買い物に行けばこれはジュン君が好きだったなとか、この服はジュン君に似合いそうだなとか、そんなことばかり考えていた。
でも明日からその役目はもう私ではない。いや、もっと前から私はお役御免だったのだ。
ただ私は彼の初恋の残像に便乗して、無理やり彼の人生に食い込んでいただけで、ずっと前から私はジュン君とはなんら関わりもない女になっていたのだ。
そんな事実を自分の心で噛み締めると両方の目からボトボトと涙がこぼれた。小学生だった頃の、しかもキスもしていない男に対する恋心で泣くなんて惨めに思えてきて、今度は声を出して泣いた。
きっとリビングにいる母には聞こえているだろう。
でも母は自分の胸にある少しの罪悪感を打ち消すために私に泣くチャンスを与えてくれたのかもしれない。別に親を恨んだりはしない。ジュン君といとこじゃなければ、なんてことも思わない。

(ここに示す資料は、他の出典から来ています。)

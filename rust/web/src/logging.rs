use std::marker::PhantomData;
use std::sync::{Arc, Mutex, OnceLock};
use tracing::Level;
use tracing_subscriber::layer::{Context, SubscriberExt};
use tracing_subscriber::registry::LookupSpan;
use tracing_subscriber::{Layer, Registry};

/// Structured log entry captured for test assertions.
#[derive(Debug, Clone)]
pub struct LogEntry {
    pub level: Level,
    pub target: String,
    pub message: String,
    pub fields: Vec<(String, String)>,
}

/// Test subscriber that records log entries instead of printing them.
#[derive(Debug, Clone, Default)]
pub struct TestLogSubscriber {
    entries: Arc<Mutex<Vec<LogEntry>>>,
}

impl TestLogSubscriber {
    pub fn new() -> Self {
        Self::default()
    }

    pub fn entries(&self) -> Vec<LogEntry> {
        self.entries.lock().unwrap().clone()
    }

    pub fn clear(&self) {
        self.entries.lock().unwrap().clear();
    }

    pub fn into_layer<S>(self) -> CaptureLayer<S>
    where
        S: tracing::Subscriber + for<'a> LookupSpan<'a>,
    {
        CaptureLayer {
            subscriber: self,
            _phantom: PhantomData,
        }
    }
}

pub struct CaptureLayer<S> {
    subscriber: TestLogSubscriber,
    _phantom: PhantomData<S>,
}

impl<S> Layer<S> for CaptureLayer<S>
where
    S: tracing::Subscriber + for<'a> LookupSpan<'a>,
{
    fn on_event(&self, event: &tracing::Event<'_>, _ctx: Context<'_, S>) {
        let metadata = event.metadata();
        let mut visitor = FieldVisitor::default();
        event.record(&mut visitor);

        let entry = LogEntry {
            level: *metadata.level(),
            target: metadata.target().to_string(),
            message: visitor.message.unwrap_or_default(),
            fields: visitor.fields,
        };

        self.subscriber.entries.lock().unwrap().push(entry);
    }
}

#[derive(Default)]
struct FieldVisitor {
    message: Option<String>,
    fields: Vec<(String, String)>,
}

impl tracing::field::Visit for FieldVisitor {
    fn record_debug(&mut self, field: &tracing::field::Field, value: &dyn std::fmt::Debug) {
        let value_str = format!("{:?}", value);
        if field.name() == "message" {
            self.message = Some(value_str);
        } else {
            self.fields.push((field.name().to_string(), value_str));
        }
    }
}

/// Installs the process-wide subscriber. `RUST_LOG` overrides the default
/// filter.
pub fn init_logging() {
    use tracing_subscriber::fmt;
    use tracing_subscriber::EnvFilter;

    let filter = EnvFilter::try_from_default_env()
        .unwrap_or_else(|_| EnvFilter::new("info,tictac_web=debug"));

    let subscriber = fmt()
        .with_env_filter(filter)
        .with_target(true)
        .with_thread_ids(true)
        .with_file(true)
        .with_line_number(true)
        .finish();

    tracing::subscriber::set_global_default(subscriber)
        .expect("Failed to set global default subscriber");
}

/// Installs a process-wide capturing subscriber for tests that need to
/// assert on log output. Repeated calls reuse the same subscriber.
pub fn init_test_logging() -> TestLogSubscriber {
    static SUBSCRIBER: OnceLock<TestLogSubscriber> = OnceLock::new();
    static REGISTERED: OnceLock<()> = OnceLock::new();

    let subscriber = SUBSCRIBER.get_or_init(TestLogSubscriber::new);

    REGISTERED.get_or_init(|| {
        let layer = subscriber.clone().into_layer::<Registry>();
        let registry = Registry::default().with(layer);
        tracing::subscriber::set_global_default(registry)
            .expect("Failed to set global default test subscriber");
    });

    subscriber.clear();
    subscriber.clone()
}
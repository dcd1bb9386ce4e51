use crate::events::{EventBus, EventSubscription, RoomEvent, LOBBY_CHANNEL};
use crate::rooms::{RoomDirectory, RoomId, RoomRegistry};
use serde::Serialize;
use std::convert::Infallible;
use std::sync::Arc;
use std::time::Duration;
use tokio::sync::mpsc;
use tokio_stream::wrappers::ReceiverStream;
use tokio_stream::StreamExt;
use warp::http::{self, StatusCode};
use warp::reply::{self, Response};
use warp::sse;
use warp::Reply;

/// SSE stream of a single room's events.
///
/// GET `/api/rooms/{id}/events`. The room must exist in the directory;
/// the subscription itself is what puts this connection in the room's
/// broadcast group.
pub async fn stream_room_events(
    room_id: RoomId,
    registry: Arc<RoomRegistry>,
    event_bus: Arc<EventBus>,
) -> Response {
    match registry.lookup(&room_id) {
        Ok(Some(_)) => {}
        Ok(None) => {
            return error_response(
                StatusCode::NOT_FOUND,
                "room_not_found",
                format!("room `{room_id}` was not found"),
            );
        }
        Err(err) => {
            return error_response(
                StatusCode::INTERNAL_SERVER_ERROR,
                "room_storage_error",
                err.to_string(),
            );
        }
    }

    event_stream(event_bus.subscribe(room_id))
}

/// SSE stream of lobby-wide events (room created / dissolved).
///
/// GET `/api/lobby/events`.
pub async fn stream_lobby_events(event_bus: Arc<EventBus>) -> Response {
    event_stream(event_bus.subscribe(LOBBY_CHANNEL))
}

fn event_stream(subscription: EventSubscription) -> Response {
    let stream = subscription_stream(subscription);
    let keep_alive = sse::keep_alive()
        .interval(Duration::from_secs(15))
        .text(":keep-alive\n");

    let reply = sse::reply(keep_alive.stream(stream));
    reply::with_header(reply, http::header::CACHE_CONTROL, "no-cache").into_response()
}

fn subscription_stream(
    subscription: EventSubscription,
) -> impl tokio_stream::Stream<Item = Result<sse::Event, Infallible>> {
    // The subscription must outlive the stream so its Drop impl
    // unsubscribes when the client goes away; park it in an Arc the
    // mapped closure keeps alive while the receiver is streamed.
    let mut subscription = subscription;
    let (_placeholder_tx, placeholder_rx) = mpsc::channel(1);
    let receiver = std::mem::replace(&mut subscription.receiver, placeholder_rx);
    let subscription = Arc::new(subscription);

    ReceiverStream::new(receiver).map(move |event| {
        let _keep_alive = Arc::clone(&subscription);
        Ok(render_event(event))
    })
}

fn render_event(event: RoomEvent) -> sse::Event {
    match serde_json::to_string(&event) {
        Ok(json) => sse::Event::default().event("room_event").data(json),
        Err(err) => {
            let fallback = serde_json::json!({
                "type": "error",
                "message": format!("failed to serialize room event: {err}")
            })
            .to_string();
            sse::Event::default().event("room_event").data(fallback)
        }
    }
}

fn error_response(status: StatusCode, error: &'static str, message: String) -> Response {
    #[derive(Serialize)]
    struct ErrorBody<'a> {
        error: &'a str,
        message: String,
    }

    let body = ErrorBody { error, message };
    reply::with_status(reply::json(&body), status).into_response()
}
pub mod errors;
pub mod events;
pub mod handlers;
pub mod logging;
pub mod middleware;
pub mod rooms;
pub mod server;
pub mod session;

pub use errors::{ErrorResponse, ErrorSeverity, IntoErrorResponse};
pub use events::{EventBus, LastMove, RoomEvent, RoomTransport, LOBBY_CHANNEL};
pub use logging::{init_logging, init_test_logging, LogEntry, TestLogSubscriber};
pub use middleware::{log_response, with_request_logging};
pub use rooms::{
    GameMode, RegistryError, RoomDescriptor, RoomDirectory, RoomId, RoomListing, RoomRegistry,
    Visibility,
};
pub use server::{AppContext, ServerConfig, ServerError, ServerHandle, WebServer};
pub use session::{
    GameResult, PlayerSlots, RoomError, RoomSession, RoomSnapshot, SessionManager, BOT_IDENTITY,
};

#[cfg(test)]
mod tests {
    use super::*;

    #[test]
    fn context_provides_shared_components() {
        let ctx = AppContext::new_for_tests();

        let event_bus = ctx.event_bus();
        let sessions = ctx.sessions();

        assert_eq!(event_bus.subscriber_count(), 0);
        assert!(sessions.active_rooms().is_empty());
        assert!(ctx.registry().is_empty());
    }
}
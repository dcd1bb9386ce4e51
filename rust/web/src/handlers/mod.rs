pub mod game;
pub mod health;
pub mod rooms;
pub mod sse;

pub use game::{request_rematch, respond_rematch, submit_move, MoveRequest, RematchAnswer};
pub use rooms::{
    create_room, dissolve_room, join_room, leave_room, list_rooms, CreateRoomRequest,
    JoinRoomRequest,
};

use crate::errors::IntoErrorResponse;
use serde::Serialize;
use warp::http::{self, StatusCode};
use warp::reply::{self, Response};
use warp::Reply;

pub(crate) fn success_response<T>(status: StatusCode, body: T) -> Response
where
    T: Serialize,
{
    reply::with_status(reply::json(&body), status).into_response()
}

pub(crate) fn empty_response(status: StatusCode) -> Response {
    http::Response::builder()
        .status(status)
        .body(warp::hyper::Body::empty())
        .expect("build empty response")
}

pub(crate) fn error_response(err: impl IntoErrorResponse) -> Response {
    err.into_http_response()
}
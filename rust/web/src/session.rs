use crate::errors::IntoErrorResponse;
use crate::events::{LastMove, RoomEvent, RoomTransport};
use crate::rooms::{GameMode, RegistryError, RoomDescriptor, RoomDirectory, RoomId};
use serde::{Deserialize, Serialize};
use std::collections::HashMap;
use std::sync::{Arc, Mutex, MutexGuard, RwLock};
use thiserror::Error;
use tictac_ai::{create_bot, BotPlayer};
use tictac_engine::board::Board;
use tictac_engine::errors::GameError;
use tictac_engine::mark::Mark;
use tictac_engine::rules::{evaluate, Outcome};

/// Identity string reserved for the bot seat. Never accepted from the
/// outside: the bot's moves are applied internally by the manager.
pub const BOT_IDENTITY: &str = "__bot__";

/// Mapping from mark to seat holder. A seat holds a human identity, the
/// bot sentinel, or nothing.
#[derive(Debug, Clone, Default, PartialEq, Eq, Serialize, Deserialize)]
pub struct PlayerSlots {
    pub x: Option<String>,
    pub o: Option<String>,
}

impl PlayerSlots {
    pub fn holder(&self, mark: Mark) -> Option<&str> {
        match mark {
            Mark::X => self.x.as_deref(),
            Mark::O => self.o.as_deref(),
        }
    }

    pub fn mark_of(&self, identity: &str) -> Option<Mark> {
        if self.x.as_deref() == Some(identity) {
            Some(Mark::X)
        } else if self.o.as_deref() == Some(identity) {
            Some(Mark::O)
        } else {
            None
        }
    }

    /// First unoccupied seat in X, O order.
    pub fn first_free(&self) -> Option<Mark> {
        if self.x.is_none() {
            Some(Mark::X)
        } else if self.o.is_none() {
            Some(Mark::O)
        } else {
            None
        }
    }

    fn assign(&mut self, mark: Mark, identity: &str) {
        match mark {
            Mark::X => self.x = Some(identity.to_string()),
            Mark::O => self.o = Some(identity.to_string()),
        }
    }
}

/// Terminal result of a game.
#[derive(Debug, Copy, Clone, Eq, PartialEq, Serialize, Deserialize)]
#[serde(rename_all = "lowercase")]
pub enum GameResult {
    X,
    O,
    Draw,
}

impl From<Mark> for GameResult {
    fn from(mark: Mark) -> Self {
        match mark {
            Mark::X => GameResult::X,
            Mark::O => GameResult::O,
        }
    }
}

fn terminal_result(outcome: Outcome) -> Option<GameResult> {
    match outcome {
        Outcome::InProgress => None,
        Outcome::Win(mark) => Some(mark.into()),
        Outcome::Draw => Some(GameResult::Draw),
    }
}

#[derive(Debug, Clone, Default)]
struct RematchState {
    requested: bool,
    votes: Vec<Mark>,
    // Identities that have answered; kept for log output only.
    responded: Vec<String>,
}

impl RematchState {
    fn clear(&mut self) {
        self.requested = false;
        self.votes.clear();
        self.responded.clear();
    }

    fn record(&mut self, mark: Mark, identity: &str) {
        if !self.votes.contains(&mark) {
            self.votes.push(mark);
        }
        if !self.responded.iter().any(|r| r == identity) {
            self.responded.push(identity.to_string());
        }
    }

    fn is_unanimous(&self) -> bool {
        self.votes.contains(&Mark::X) && self.votes.contains(&Mark::O)
    }
}

/// Mutable per-room state. Guarded by a single mutex so every operation
/// on one room is atomic while distinct rooms proceed in parallel.
#[derive(Debug)]
struct SessionState {
    members: Vec<String>,
    players: PlayerSlots,
    board: Board,
    turn: Mark,
    winner: Option<GameResult>,
    rematch: RematchState,
}

impl SessionState {
    fn new(players: PlayerSlots) -> Self {
        Self {
            members: Vec::new(),
            players,
            board: Board::new(),
            turn: Mark::X,
            winner: None,
            rematch: RematchState::default(),
        }
    }
}

/// Live in-memory state for one active room.
pub struct RoomSession {
    id: RoomId,
    mode: GameMode,
    created_by: String,
    bot: Option<Box<dyn BotPlayer>>,
    state: Mutex<SessionState>,
}

impl std::fmt::Debug for RoomSession {
    fn fmt(&self, f: &mut std::fmt::Formatter<'_>) -> std::fmt::Result {
        f.debug_struct("RoomSession")
            .field("id", &self.id)
            .field("mode", &self.mode)
            .field("created_by", &self.created_by)
            .field(
                "bot",
                &self.bot.as_ref().map(|bot| bot.name()).unwrap_or("none"),
            )
            .finish()
    }
}

impl RoomSession {
    fn new(descriptor: &RoomDescriptor) -> Self {
        let (bot, players) = match descriptor.mode {
            GameMode::PlayerVsBot => {
                // The bot takes the O seat up front; the first human gets X.
                let mut players = PlayerSlots::default();
                players.assign(Mark::O, BOT_IDENTITY);
                (Some(create_bot("random")), players)
            }
            GameMode::PlayerVsPlayer => (None, PlayerSlots::default()),
        };

        tracing::info!(
            room_id = %descriptor.id,
            mode = ?descriptor.mode,
            created_by = %descriptor.created_by,
            "game session created"
        );

        Self {
            id: descriptor.id.clone(),
            mode: descriptor.mode,
            created_by: descriptor.created_by.clone(),
            bot,
            state: Mutex::new(SessionState::new(players)),
        }
    }

    pub fn mode(&self) -> GameMode {
        self.mode
    }

    pub fn created_by(&self) -> &str {
        &self.created_by
    }

    fn human_capacity(&self) -> usize {
        match self.mode {
            GameMode::PlayerVsPlayer => 2,
            GameMode::PlayerVsBot => 1,
        }
    }

    fn lock_state(&self) -> Result<MutexGuard<'_, SessionState>, RoomError> {
        self.state.lock().map_err(|_| RoomError::StoragePoisoned)
    }

    fn snapshot_for(&self, state: &SessionState, identity: &str) -> RoomSnapshot {
        RoomSnapshot {
            room_id: self.id.clone(),
            mode: self.mode,
            created_by: self.created_by.clone(),
            members: state.members.clone(),
            players: state.players.clone(),
            board: state.board.clone(),
            turn: state.winner.is_none().then_some(state.turn),
            winner: state.winner,
            your_mark: state.players.mark_of(identity),
            is_creator: identity == self.created_by,
        }
    }
}

/// Full view of a session, sent to a connection when it joins.
#[derive(Debug, Clone, Serialize, Deserialize)]
pub struct RoomSnapshot {
    pub room_id: RoomId,
    pub mode: GameMode,
    pub created_by: String,
    pub members: Vec<String>,
    pub players: PlayerSlots,
    pub board: Board,
    #[serde(skip_serializing_if = "Option::is_none")]
    pub turn: Option<Mark>,
    #[serde(skip_serializing_if = "Option::is_none")]
    pub winner: Option<GameResult>,
    #[serde(skip_serializing_if = "Option::is_none")]
    pub your_mark: Option<Mark>,
    pub is_creator: bool,
}

/// Orchestrates room sessions: join/leave, move validation, the bot's
/// reply turn, rematch voting, and dissolution.
///
/// Sessions are created lazily on the first join of a room known to the
/// directory and destroyed when the last member leaves or the creator
/// dissolves the room. Destruction also deletes the directory entry.
pub struct SessionManager {
    rooms: RwLock<HashMap<RoomId, Arc<RoomSession>>>,
    directory: Arc<dyn RoomDirectory>,
    transport: Arc<dyn RoomTransport>,
}

impl std::fmt::Debug for SessionManager {
    fn fmt(&self, f: &mut std::fmt::Formatter<'_>) -> std::fmt::Result {
        f.debug_struct("SessionManager")
            .field("active_rooms", &self.active_rooms().len())
            .finish()
    }
}
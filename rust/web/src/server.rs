use crate::events::{EventBus, RoomTransport};
use crate::handlers;
use crate::middleware::with_request_logging;
use crate::rooms::{RoomDirectory, RoomRegistry};
use crate::session::SessionManager;
use std::convert::Infallible;
use std::net::{SocketAddr, ToSocketAddrs};
use std::sync::Arc;
use thiserror::Error;
use tokio::sync::oneshot;
use tokio::task::JoinHandle;
use warp::filters::BoxedFilter;
use warp::reply::Reply;
use warp::{Filter, Rejection};

#[derive(Debug, Clone)]
pub struct ServerConfig {
    host: String,
    port: u16,
}

impl ServerConfig {
    pub fn new(host: impl Into<String>, port: u16) -> Self {
        Self {
            host: host.into(),
            port,
        }
    }

    /// Loopback on an ephemeral port.
    pub fn for_tests() -> Self {
        Self::new("127.0.0.1", 0)
    }

    pub fn host(&self) -> &str {
        &self.host
    }

    pub fn port(&self) -> u16 {
        self.port
    }
}

/// Shared application state: one event bus, one room directory, one
/// session manager.
#[derive(Debug, Clone)]
pub struct AppContext {
    config: ServerConfig,
    event_bus: Arc<EventBus>,
    registry: Arc<RoomRegistry>,
    sessions: Arc<SessionManager>,
}

impl AppContext {
    pub fn new(config: ServerConfig) -> Self {
        let event_bus = Arc::new(EventBus::new());
        let registry = Arc::new(RoomRegistry::new());
        let sessions = Arc::new(SessionManager::new(
            Arc::clone(&registry) as Arc<dyn RoomDirectory>,
            Arc::clone(&event_bus) as Arc<dyn RoomTransport>,
        ));

        Self::new_with_dependencies(config, event_bus, registry, sessions)
    }

    pub fn new_with_dependencies(
        config: ServerConfig,
        event_bus: Arc<EventBus>,
        registry: Arc<RoomRegistry>,
        sessions: Arc<SessionManager>,
    ) -> Self {
        Self {
            config,
            event_bus,
            registry,
            sessions,
        }
    }

    pub fn new_for_tests() -> Self {
        Self::new(ServerConfig::for_tests())
    }

    pub fn config(&self) -> &ServerConfig {
        &self.config
    }

    pub fn event_bus(&self) -> Arc<EventBus> {
        Arc::clone(&self.event_bus)
    }

    pub fn registry(&self) -> Arc<RoomRegistry> {
        Arc::clone(&self.registry)
    }

    pub fn sessions(&self) -> Arc<SessionManager> {
        Arc::clone(&self.sessions)
    }
}

#[derive(Debug, Error)]
pub enum ServerError {
    #[error("Failed to bind to address: {0}")]
    BindError(#[from] std::io::Error),
    #[error("Configuration error: {0}")]
    ConfigError(String),
}

#[derive(Debug, Clone)]
pub struct WebServer {
    context: AppContext,
}

impl WebServer {
    pub fn new(config: ServerConfig) -> Self {
        Self {
            context: AppContext::new(config),
        }
    }

    pub fn from_context(context: AppContext) -> Self {
        Self { context }
    }

    pub fn context(&self) -> &AppContext {
        &self.context
    }

    pub async fn start(self) -> Result<ServerHandle, ServerError> {
        let WebServer { context } = self;
        let config = context.config().clone();
        let bind_addr = Self::bind_addr(&config)?;

        let preflight = if bind_addr.port() != 0 {
            Some(std::net::TcpListener::bind(bind_addr).map_err(ServerError::BindError)?)
        } else {
            None
        };
        drop(preflight);

        let (shutdown_tx, shutdown_rx) = oneshot::channel();
        let routes = with_request_logging(Self::routes(&context));
        let shutdown_signal = async move {
            let _ = shutdown_rx.await;
        };

        let (addr, server_future) = warp::serve(routes)
            .try_bind_with_graceful_shutdown(bind_addr, shutdown_signal)
            .map_err(Self::map_warp_error)?;

        tracing::info!(address = %addr, "web server listening");

        let task = tokio::spawn(async move {
            server_future.await;
            Ok(())
        });

        Ok(ServerHandle::new(addr, shutdown_tx, task, context))
    }

    fn bind_addr(config: &ServerConfig) -> Result<SocketAddr, ServerError> {
        let host = config.host();

        if let Ok(addr) = host.parse::<SocketAddr>() {
            return Ok(addr);
        }

        if let Ok(ip) = host.parse::<std::net::IpAddr>() {
            return Ok(SocketAddr::new(ip, config.port()));
        }

        let candidate = format!("{}:{}", host, config.port());
        let mut addrs = candidate.to_socket_addrs().map_err(|err| {
            ServerError::ConfigError(format!("failed to resolve address `{candidate}`: {err}"))
        })?;

        addrs.next().ok_or_else(|| {
            ServerError::ConfigError(format!("failed to resolve address `{candidate}`"))
        })
    }

    fn map_warp_error(err: warp::Error) -> ServerError {
        use std::error::Error as StdError;

        if let Some(source) = err.source() {
            if let Some(io_err) = source.downcast_ref::<std::io::Error>() {
                let recreated = std::io::Error::new(io_err.kind(), io_err.to_string());
                return ServerError::BindError(recreated);
            }
        }

        ServerError::ConfigError(err.to_string())
    }

    fn routes(context: &AppContext) -> BoxedFilter<(warp::reply::Response,)> {
        let health = Self::health_route();
        let room_routes = Self::room_routes(context);
        let game_routes = Self::game_routes(context);
        let sse_routes = Self::sse_routes(context);

        health
            .or(room_routes)
            .unify()
            .or(game_routes)
            .unify()
            .or(sse_routes)
            .unify()
            .boxed()
    }

    fn health_route() -> BoxedFilter<(warp::reply::Response,)> {
        warp::path("health")
            .and(warp::get())
            .and(warp::path::end())
            .map(|| handlers::health::health().into_response())
            .boxed()
    }

    fn room_routes(context: &AppContext) -> BoxedFilter<(warp::reply::Response,)> {
        let registry = context.registry();
        let sessions = context.sessions();
        let event_bus = context.event_bus();

        let list = warp::path!("api" / "rooms")
            .and(warp::get())
            .and(Self::with_registry(registry.clone()))
            .and_then(|registry: Arc<RoomRegistry>| async move {
                let response = handlers::list_rooms(registry).await;
                Ok::<_, Rejection>(response)
            });

        let create = warp::path!("api" / "rooms")
            .and(warp::post())
            .and(Self::with_registry(registry))
            .and(Self::with_event_bus(event_bus))
            .and(Self::with_identity())
            .and(warp::body::json())
            .and_then(
                |registry: Arc<RoomRegistry>,
                 event_bus: Arc<EventBus>,
                 identity: String,
                 request: handlers::CreateRoomRequest| async move {
                    let response =
                        handlers::create_room(registry, event_bus, identity, request).await;
                    Ok::<_, Rejection>(response)
                },
            );

        let join = warp::path!("api" / "rooms" / String / "join")
            .and(warp::post())
            .and(Self::with_session_manager(sessions.clone()))
            .and(Self::with_identity())
            .and(warp::body::json())
            .and_then(
                |room_id: String,
                 sessions: Arc<SessionManager>,
                 identity: String,
                 request: handlers::JoinRoomRequest| async move {
                    let response = handlers::join_room(sessions, room_id, identity, request).await;
                    Ok::<_, Rejection>(response)
                },
            );

        let leave = warp::path!("api" / "rooms" / String / "leave")
            .and(warp::post())
            .and(Self::with_session_manager(sessions.clone()))
            .and(Self::with_identity())
            .and_then(
                |room_id: String, sessions: Arc<SessionManager>, identity: String| async move {
                    let response = handlers::leave_room(sessions, room_id, identity).await;
                    Ok::<_, Rejection>(response)
                },
            );

        let dissolve = warp::path!("api" / "rooms" / String)
            .and(warp::delete())
            .and(Self::with_session_manager(sessions))
            .and(Self::with_identity())
            .and_then(
                |room_id: String, sessions: Arc<SessionManager>, identity: String| async move {
                    let response = handlers::dissolve_room(sessions, room_id, identity).await;
                    Ok::<_, Rejection>(response)
                },
            );

        list.or(create)
            .unify()
            .or(join)
            .unify()
            .or(leave)
            .unify()
            .or(dissolve)
            .unify()
            .boxed()
    }

    fn game_routes(context: &AppContext) -> BoxedFilter<(warp::reply::Response,)> {
        let sessions = context.sessions();

        let moves = warp::path!("api" / "rooms" / String / "moves")
            .and(warp::post())
            .and(Self::with_session_manager(sessions.clone()))
            .and(Self::with_identity())
            .and(warp::body::json())
            .and_then(
                |room_id: String,
                 sessions: Arc<SessionManager>,
                 identity: String,
                 request: handlers::MoveRequest| async move {
                    let response = handlers::submit_move(sessions, room_id, identity, request).await;
                    Ok::<_, Rejection>(response)
                },
            );

        let rematch = warp::path!("api" / "rooms" / String / "rematch")
            .and(warp::post())
            .and(Self::with_session_manager(sessions.clone()))
            .and(Self::with_identity())
            .and_then(
                |room_id: String, sessions: Arc<SessionManager>, identity: String| async move {
                    let response = handlers::request_rematch(sessions, room_id, identity).await;
                    Ok::<_, Rejection>(response)
                },
            );

        let rematch_response = warp::path!("api" / "rooms" / String / "rematch" / "response")
            .and(warp::post())
            .and(Self::with_session_manager(sessions))
            .and(Self::with_identity())
            .and(warp::body::json())
            .and_then(
                |room_id: String,
                 sessions: Arc<SessionManager>,
                 identity: String,
                 request: handlers::RematchAnswer| async move {
                    let response =
                        handlers::respond_rematch(sessions, room_id, identity, request).await;
                    Ok::<_, Rejection>(response)
                },
            );

        moves
            .or(rematch_response)
            .unify()
            .or(rematch)
            .unify()
            .boxed()
    }

    fn sse_routes(context: &AppContext) -> BoxedFilter<(warp::reply::Response,)> {
        let registry = context.registry();
        let event_bus = context.event_bus();

        let room_events = warp::path!("api" / "rooms" / String / "events")
            .and(warp::get())
            .and(Self::with_registry(registry))
            .and(Self::with_event_bus(event_bus.clone()))
            .and_then(
                |room_id: String, registry: Arc<RoomRegistry>, event_bus: Arc<EventBus>| async move {
                    let response =
                        handlers::sse::stream_room_events(room_id, registry, event_bus).await;
                    Ok::<_, Rejection>(response)
                },
            );

        let lobby_events = warp::path!("api" / "lobby" / "events")
            .and(warp::get())
            .and(Self::with_event_bus(event_bus))
            .and_then(|event_bus: Arc<EventBus>| async move {
                let response = handlers::sse::stream_lobby_events(event_bus).await;
                Ok::<_, Rejection>(response)
            });

        room_events.or(lobby_events).unify().boxed()
    }

    /// Acting identity from the `x-player` header; absent means anonymous.
    fn with_identity() -> impl Filter<Extract = (String,), Error = Rejection> + Clone {
        warp::header::optional::<String>("x-player")
            .map(|header: Option<String>| header.unwrap_or_else(|| "anonymous".to_string()))
    }

    fn with_session_manager(
        sessions: Arc<SessionManager>,
    ) -> impl Filter<Extract = (Arc<SessionManager>,), Error = Infallible> + Clone {
        warp::any().map(move || Arc::clone(&sessions))
    }

    fn with_registry(
        registry: Arc<RoomRegistry>,
    ) -> impl Filter<Extract = (Arc<RoomRegistry>,), Error = Infallible> + Clone {
        warp::any().map(move || Arc::clone(&registry))
    }

    fn with_event_bus(
        event_bus: Arc<EventBus>,
    ) -> impl Filter<Extract = (Arc<EventBus>,), Error = Infallible> + Clone {
        warp::any().map(move || Arc::clone(&event_bus))
    }
}

#[derive(Debug)]
pub struct ServerHandle {
    addr: SocketAddr,
    shutdown: Option<oneshot::Sender<()>>,
    task: Option<JoinHandle<Result<(), ServerError>>>,
    context: AppContext,
}

impl ServerHandle {
    fn new(
        addr: SocketAddr,
        shutdown: oneshot::Sender<()>,
        task: JoinHandle<Result<(), ServerError>>,
        context: AppContext,
    ) -> Self {
        Self {
            addr,
            shutdown: Some(shutdown),
            task: Some(task),
            context,
        }
    }

    pub fn address(&self) -> SocketAddr {
        self.addr
    }

    pub fn context(&self) -> &AppContext {
        &self.context
    }

    pub async fn shutdown(mut self) -> Result<(), ServerError> {
        if let Some(tx) = self.shutdown.take() {
            let _ = tx.send(());
        }

        if let Some(task) = self.task.take() {
            match task.await {
                Ok(result) => result?,
                Err(err) => {
                    return Err(ServerError::ConfigError(format!(
                        "server task join error: {err}"
                    )))
                }
            }
        }

        Ok(())
    }
}

impl Drop for ServerHandle {
    fn drop(&mut self) {
        if let Some(tx) = self.shutdown.take() {
            let _ = tx.send(());
        }

        if let Some(task) = self.task.take() {
            task.abort();
        }
    }
}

ただ今はいままで救われなかった私の初恋に自分で同情して、泣いてあげたかった。
もうこの恋に泣いてあげれるのは私しかいないんだから、せめて私だけでもこの「けっこんとどけ」を大切に葬ってあげたかった。
涙で滲んだ視界の中で仕事用のバッグをあさり、タバコの箱を見つけると中からライターを取り出し、私は「けっこんとどけ」に火をつけた。
じわじわと燃えていく二人の幼い文字をしばらく見つめ、段々と小さくなっていく紙を私は灰皿の上に置いた。左手に持ったタバコに火をつけようかと思ったが前にジュン君が「タバコ吸う子はモテないよ」と言っていた言葉を思い出して、私は箱ごとゴミ箱に放り投げた。
今思えばタバコを吸っていたのもジュン君がタバコ嫌いだったからかもしれない。なんとなく、私はジュン君の気を引いていたかったのだ。でもそれも今日でお終いだ。